[Numpy-discussion] Generating random samples without repeats

Fri Sep 19 05:08:20 EDT 2008

Robert Kern <robert.kern <at> gmail.com> writes:
> On Thu, Sep 18, 2008 at 16:55, Paul Moore <pf_moore <at> yahoo.co.uk> wrote:
> > I want to generate a series of random samples, to do simulations based
> > on them. Essentially, I want to be able to produce a SAMPLESIZE * N
> > matrix, where each row of N values consists of either
> >
> > 1. Integers between 1 and M (simulating M rolls of an N-sided die), or
> > 2. A sample of N numbers between 1 and M without repeats (simulating
> >    deals of N cards from an M-card deck).
> >
> > Example (1) is easy, numpy.random.random_integers(1, M, (SAMPLESIZE, N))
> >
> > But I can't find an obvious equivalent for (2). Am I missing something
> > glaringly obvious?
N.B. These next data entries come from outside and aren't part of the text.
//! paths::action — the discrete Freidlin–Wentzell action functional.
//!
//! For a path `φ_0, …, φ_{T−1}` sampled at spacing `dt`,
//!
//! ```text
//! I[φ] = (dt/2) · Σ_{t=0}^{T−2} ‖ (φ_{t+1} − φ_t)/dt − b(φ_t) ‖²
//! ```
//!
//! The drift is evaluated at the left end of each increment. The action is
//! non-negative whenever it is finite.
use ndarray::{Array1, ArrayView2};

use crate::{
    paths::{
        drift::{DriftField, eval_drift_into},
        errors::{ActionResult, PathError},
    },
    utils::first_non_finite_2d,
};

/// Discrete action of an arbitrary `T × d` path under `drift`.
///
/// # Errors
/// - [`PathError::InvalidDt`] unless `dt` is finite and positive.
/// - [`PathError::PathTooShort`] for fewer than two rows.
/// - [`PathError::EmptyState`] for zero columns.
/// - [`PathError::NonFiniteInput`] for a NaN or infinite path entry.
/// - [`PathError::DriftLengthMismatch`] from drift evaluation.
///
/// # Examples
/// ```
/// use ndarray::{Array2, ArrayView1};
/// use rust_rare_events::paths::fw_action;
///
/// // Zero drift, unit-speed straight line from 0 to 1 in unit time.
/// let path = Array2::from_shape_fn((11, 1), |(t, _)| t as f64 / 10.0);
/// let zero = |_: ArrayView1<'_, f64>| ndarray::array![0.0];
/// let action = fw_action(path.view(), &zero, 0.1).unwrap();
/// assert!((action - 0.5).abs() < 1e-12);
/// ```
pub fn fw_action<D>(path: ArrayView2<'_, f64>, drift: &D, dt: f64) -> ActionResult<f64>
where
    D: DriftField + ?Sized,
{
    validate_dt(dt)?;
    if path.nrows() < 2 {
        return Err(PathError::PathTooShort { rows: path.nrows() });
    }
    if path.ncols() == 0 {
        return Err(PathError::EmptyState);
    }
    if let Some((row, col, value)) = first_non_finite_2d(path) {
        return Err(PathError::NonFiniteInput { row, col, value });
    }
    action_of(path, drift, dt)
}

/// Action of an already-validated path.
pub(crate) fn action_of<D>(path: ArrayView2<'_, f64>, drift: &D, dt: f64) -> ActionResult<f64>
where
    D: DriftField + ?Sized,
{
    let mut b = Array1::<f64>::zeros(path.ncols());
    let mut total = 0.0;
    for t in 0..path.nrows() - 1 {
        let here = path.row(t);
        eval_drift_into(drift, here, b.view_mut())?;
        let next = path.row(t + 1);
        total += next
            .iter()
            .zip(here.iter())
            .zip(b.iter())
            .map(|((&x1, &x0), &bt)| {
                let r = (x1 - x0) / dt - bt;
                r * r
            })
            .sum::<f64>();
    }
    Ok(0.5 * dt * total)
}

pub(crate) fn validate_dt(dt: f64) -> ActionResult<()> {
    if dt.is_finite() && dt > 0.0 { Ok(()) } else { Err(PathError::InvalidDt { dt }) }
}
I'm using numpy - is there maybe something in scipy I
> > should be looking at?
> 
> numpy.array([(numpy.random.permutation(M) + 1)[:N]
>     for i in range(SAMPLESIZE)])
> 

Thanks.

And yet, this takes over 70s and peaks at around 400M memory use, whereas the 
equivalent for (1)

numpy.random.random_integers(1,M,(SAMPLESIZE,N))

takes less than half a second, and negligible working memory (both end up 
allocating an array of the same size, but your suggestion consumes temporary 
working memory - I suspect, but can't prove, that the time taken comes from 
memory allocations rather than computation.

As a one-off cost initialising my data, it's not a disaster, but I anticipate 
using idioms like this later in my calculations as well, where the costs could 
hurt more.

If I'm going to need to write C code, are there any good examples of this? (I 
guess the source for numpy.random is a good place to start).

Paul